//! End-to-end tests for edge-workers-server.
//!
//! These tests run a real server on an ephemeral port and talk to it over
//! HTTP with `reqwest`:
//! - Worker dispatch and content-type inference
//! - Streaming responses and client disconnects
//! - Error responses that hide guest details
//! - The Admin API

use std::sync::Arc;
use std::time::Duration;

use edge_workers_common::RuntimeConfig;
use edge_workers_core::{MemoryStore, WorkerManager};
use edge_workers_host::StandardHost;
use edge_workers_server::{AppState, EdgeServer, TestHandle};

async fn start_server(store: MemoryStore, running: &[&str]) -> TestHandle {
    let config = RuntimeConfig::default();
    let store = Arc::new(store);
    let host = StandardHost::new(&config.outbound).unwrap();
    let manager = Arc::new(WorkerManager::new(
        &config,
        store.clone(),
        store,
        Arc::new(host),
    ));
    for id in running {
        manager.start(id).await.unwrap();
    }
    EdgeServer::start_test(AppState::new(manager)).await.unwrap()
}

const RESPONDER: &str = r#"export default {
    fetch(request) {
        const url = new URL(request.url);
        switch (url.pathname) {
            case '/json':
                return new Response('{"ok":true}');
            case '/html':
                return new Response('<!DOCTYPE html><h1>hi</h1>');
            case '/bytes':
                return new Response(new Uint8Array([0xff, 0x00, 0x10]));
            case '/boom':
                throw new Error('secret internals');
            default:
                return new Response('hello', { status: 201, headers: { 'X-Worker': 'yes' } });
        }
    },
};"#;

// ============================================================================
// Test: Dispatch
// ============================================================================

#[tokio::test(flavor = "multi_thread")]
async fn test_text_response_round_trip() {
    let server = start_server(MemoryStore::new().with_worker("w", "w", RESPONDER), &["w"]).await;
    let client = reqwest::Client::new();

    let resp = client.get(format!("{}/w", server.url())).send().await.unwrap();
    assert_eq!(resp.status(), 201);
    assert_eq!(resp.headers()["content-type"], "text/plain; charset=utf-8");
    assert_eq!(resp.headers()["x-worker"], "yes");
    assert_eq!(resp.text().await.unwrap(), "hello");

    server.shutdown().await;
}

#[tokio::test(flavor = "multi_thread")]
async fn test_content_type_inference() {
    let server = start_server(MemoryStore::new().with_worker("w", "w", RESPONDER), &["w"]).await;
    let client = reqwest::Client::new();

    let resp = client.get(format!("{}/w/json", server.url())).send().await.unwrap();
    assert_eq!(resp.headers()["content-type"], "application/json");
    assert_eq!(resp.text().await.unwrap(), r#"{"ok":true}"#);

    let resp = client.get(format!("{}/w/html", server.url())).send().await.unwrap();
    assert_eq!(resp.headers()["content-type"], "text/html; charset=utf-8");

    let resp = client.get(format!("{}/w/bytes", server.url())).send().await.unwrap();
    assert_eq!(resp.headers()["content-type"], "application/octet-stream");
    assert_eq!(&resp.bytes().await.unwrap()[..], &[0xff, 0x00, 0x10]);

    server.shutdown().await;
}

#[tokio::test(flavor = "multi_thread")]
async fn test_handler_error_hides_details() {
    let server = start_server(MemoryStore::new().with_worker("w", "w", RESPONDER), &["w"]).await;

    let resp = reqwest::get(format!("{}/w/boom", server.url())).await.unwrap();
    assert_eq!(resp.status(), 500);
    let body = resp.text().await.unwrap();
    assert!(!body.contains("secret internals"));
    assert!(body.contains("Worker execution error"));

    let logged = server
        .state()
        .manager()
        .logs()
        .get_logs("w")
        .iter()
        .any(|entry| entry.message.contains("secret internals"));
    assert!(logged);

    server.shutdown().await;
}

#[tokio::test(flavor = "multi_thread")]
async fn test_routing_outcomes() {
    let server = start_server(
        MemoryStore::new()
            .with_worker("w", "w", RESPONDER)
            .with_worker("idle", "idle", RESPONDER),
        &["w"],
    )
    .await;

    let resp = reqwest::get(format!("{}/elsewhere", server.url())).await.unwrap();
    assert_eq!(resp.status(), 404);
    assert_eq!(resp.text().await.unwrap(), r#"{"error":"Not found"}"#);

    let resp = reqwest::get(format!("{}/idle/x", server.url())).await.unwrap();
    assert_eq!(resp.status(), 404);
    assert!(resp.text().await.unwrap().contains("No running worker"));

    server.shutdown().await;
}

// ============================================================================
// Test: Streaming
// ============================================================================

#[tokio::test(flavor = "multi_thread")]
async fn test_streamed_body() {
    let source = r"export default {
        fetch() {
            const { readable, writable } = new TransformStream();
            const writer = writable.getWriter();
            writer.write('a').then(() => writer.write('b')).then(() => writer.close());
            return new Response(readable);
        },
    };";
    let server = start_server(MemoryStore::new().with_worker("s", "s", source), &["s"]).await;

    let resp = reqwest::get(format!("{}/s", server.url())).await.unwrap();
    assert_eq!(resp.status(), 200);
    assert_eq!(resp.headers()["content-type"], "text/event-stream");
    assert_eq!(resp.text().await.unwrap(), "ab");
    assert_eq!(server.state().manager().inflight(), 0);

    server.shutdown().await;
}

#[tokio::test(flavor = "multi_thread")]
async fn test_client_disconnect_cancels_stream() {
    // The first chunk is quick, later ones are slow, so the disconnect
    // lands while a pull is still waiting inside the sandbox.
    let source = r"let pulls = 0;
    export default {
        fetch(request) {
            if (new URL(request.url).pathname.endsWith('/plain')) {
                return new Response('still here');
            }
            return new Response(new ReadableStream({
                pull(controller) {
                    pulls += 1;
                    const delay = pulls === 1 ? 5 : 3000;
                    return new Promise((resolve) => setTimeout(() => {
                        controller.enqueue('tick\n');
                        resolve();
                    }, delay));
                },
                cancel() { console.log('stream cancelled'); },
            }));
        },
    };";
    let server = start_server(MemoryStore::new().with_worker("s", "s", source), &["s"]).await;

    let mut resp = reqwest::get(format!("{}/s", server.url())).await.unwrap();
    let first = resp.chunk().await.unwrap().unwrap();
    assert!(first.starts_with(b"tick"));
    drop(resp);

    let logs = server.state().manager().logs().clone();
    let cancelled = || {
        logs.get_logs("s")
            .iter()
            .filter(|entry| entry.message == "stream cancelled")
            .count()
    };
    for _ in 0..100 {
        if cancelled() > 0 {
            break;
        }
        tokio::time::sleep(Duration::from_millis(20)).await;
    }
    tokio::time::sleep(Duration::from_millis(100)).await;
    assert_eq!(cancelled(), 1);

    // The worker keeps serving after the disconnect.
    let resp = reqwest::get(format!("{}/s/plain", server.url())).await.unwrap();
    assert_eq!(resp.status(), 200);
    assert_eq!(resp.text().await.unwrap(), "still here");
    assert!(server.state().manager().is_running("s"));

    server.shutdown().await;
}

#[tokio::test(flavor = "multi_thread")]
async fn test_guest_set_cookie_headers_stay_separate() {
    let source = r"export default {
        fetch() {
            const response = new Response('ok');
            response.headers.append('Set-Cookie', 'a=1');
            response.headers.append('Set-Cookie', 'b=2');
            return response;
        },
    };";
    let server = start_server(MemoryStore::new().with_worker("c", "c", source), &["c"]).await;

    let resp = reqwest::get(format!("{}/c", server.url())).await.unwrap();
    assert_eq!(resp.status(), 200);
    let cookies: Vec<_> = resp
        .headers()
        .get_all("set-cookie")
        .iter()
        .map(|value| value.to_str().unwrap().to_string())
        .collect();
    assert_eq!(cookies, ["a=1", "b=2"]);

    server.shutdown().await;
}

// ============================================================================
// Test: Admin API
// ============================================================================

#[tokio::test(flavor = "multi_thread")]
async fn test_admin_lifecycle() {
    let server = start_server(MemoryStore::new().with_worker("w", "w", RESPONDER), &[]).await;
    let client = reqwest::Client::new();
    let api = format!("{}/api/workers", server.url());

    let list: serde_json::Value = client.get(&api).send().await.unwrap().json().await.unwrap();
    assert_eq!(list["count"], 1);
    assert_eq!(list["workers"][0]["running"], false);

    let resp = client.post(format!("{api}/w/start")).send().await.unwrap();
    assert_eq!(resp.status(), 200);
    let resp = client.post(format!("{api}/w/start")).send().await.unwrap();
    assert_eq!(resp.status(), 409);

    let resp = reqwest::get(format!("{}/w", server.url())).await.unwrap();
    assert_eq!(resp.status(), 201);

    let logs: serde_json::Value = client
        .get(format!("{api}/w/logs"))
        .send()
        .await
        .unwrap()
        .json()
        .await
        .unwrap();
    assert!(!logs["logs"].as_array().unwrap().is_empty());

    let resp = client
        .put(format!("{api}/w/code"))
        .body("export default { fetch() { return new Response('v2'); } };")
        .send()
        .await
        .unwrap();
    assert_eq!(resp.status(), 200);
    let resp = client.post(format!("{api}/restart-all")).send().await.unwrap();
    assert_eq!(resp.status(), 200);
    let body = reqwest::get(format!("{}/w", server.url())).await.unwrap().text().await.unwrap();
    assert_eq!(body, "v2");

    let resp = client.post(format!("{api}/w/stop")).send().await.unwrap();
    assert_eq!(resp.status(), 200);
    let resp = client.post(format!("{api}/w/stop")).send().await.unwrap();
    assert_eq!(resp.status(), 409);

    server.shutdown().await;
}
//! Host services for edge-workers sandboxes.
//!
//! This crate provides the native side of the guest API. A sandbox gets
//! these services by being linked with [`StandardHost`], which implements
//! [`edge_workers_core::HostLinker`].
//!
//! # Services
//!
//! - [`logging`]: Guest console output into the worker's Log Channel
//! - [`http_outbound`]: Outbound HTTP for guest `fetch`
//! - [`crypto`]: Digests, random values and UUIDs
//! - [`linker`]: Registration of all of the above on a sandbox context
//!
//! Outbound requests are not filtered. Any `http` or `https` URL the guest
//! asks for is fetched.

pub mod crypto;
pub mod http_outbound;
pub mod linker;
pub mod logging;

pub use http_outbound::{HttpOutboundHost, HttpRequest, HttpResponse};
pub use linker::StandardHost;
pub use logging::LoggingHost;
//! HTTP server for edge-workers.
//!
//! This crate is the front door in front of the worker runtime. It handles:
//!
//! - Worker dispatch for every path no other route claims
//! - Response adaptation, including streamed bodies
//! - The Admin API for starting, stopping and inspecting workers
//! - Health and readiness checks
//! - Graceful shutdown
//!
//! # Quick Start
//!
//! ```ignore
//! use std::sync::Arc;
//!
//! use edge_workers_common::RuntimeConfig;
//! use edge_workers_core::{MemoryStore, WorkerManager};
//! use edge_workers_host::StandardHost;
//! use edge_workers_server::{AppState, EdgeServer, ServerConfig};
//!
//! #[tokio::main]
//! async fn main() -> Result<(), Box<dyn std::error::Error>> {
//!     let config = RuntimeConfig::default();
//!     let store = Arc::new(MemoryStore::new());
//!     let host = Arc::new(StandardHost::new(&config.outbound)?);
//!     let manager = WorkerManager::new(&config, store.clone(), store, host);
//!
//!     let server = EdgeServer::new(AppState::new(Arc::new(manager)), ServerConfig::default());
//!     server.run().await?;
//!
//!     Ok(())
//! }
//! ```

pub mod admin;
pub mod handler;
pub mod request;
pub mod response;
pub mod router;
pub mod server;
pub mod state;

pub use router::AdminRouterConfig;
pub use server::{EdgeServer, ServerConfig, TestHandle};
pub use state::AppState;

++++++++++++++++++++

__EXERCISE__
Please report every line in the entries above that holds the string "resolve".

__ANSWER TO THE EXERCISE__
                    return new Promise((resolve) => setTimeout(() => {
                        resolve();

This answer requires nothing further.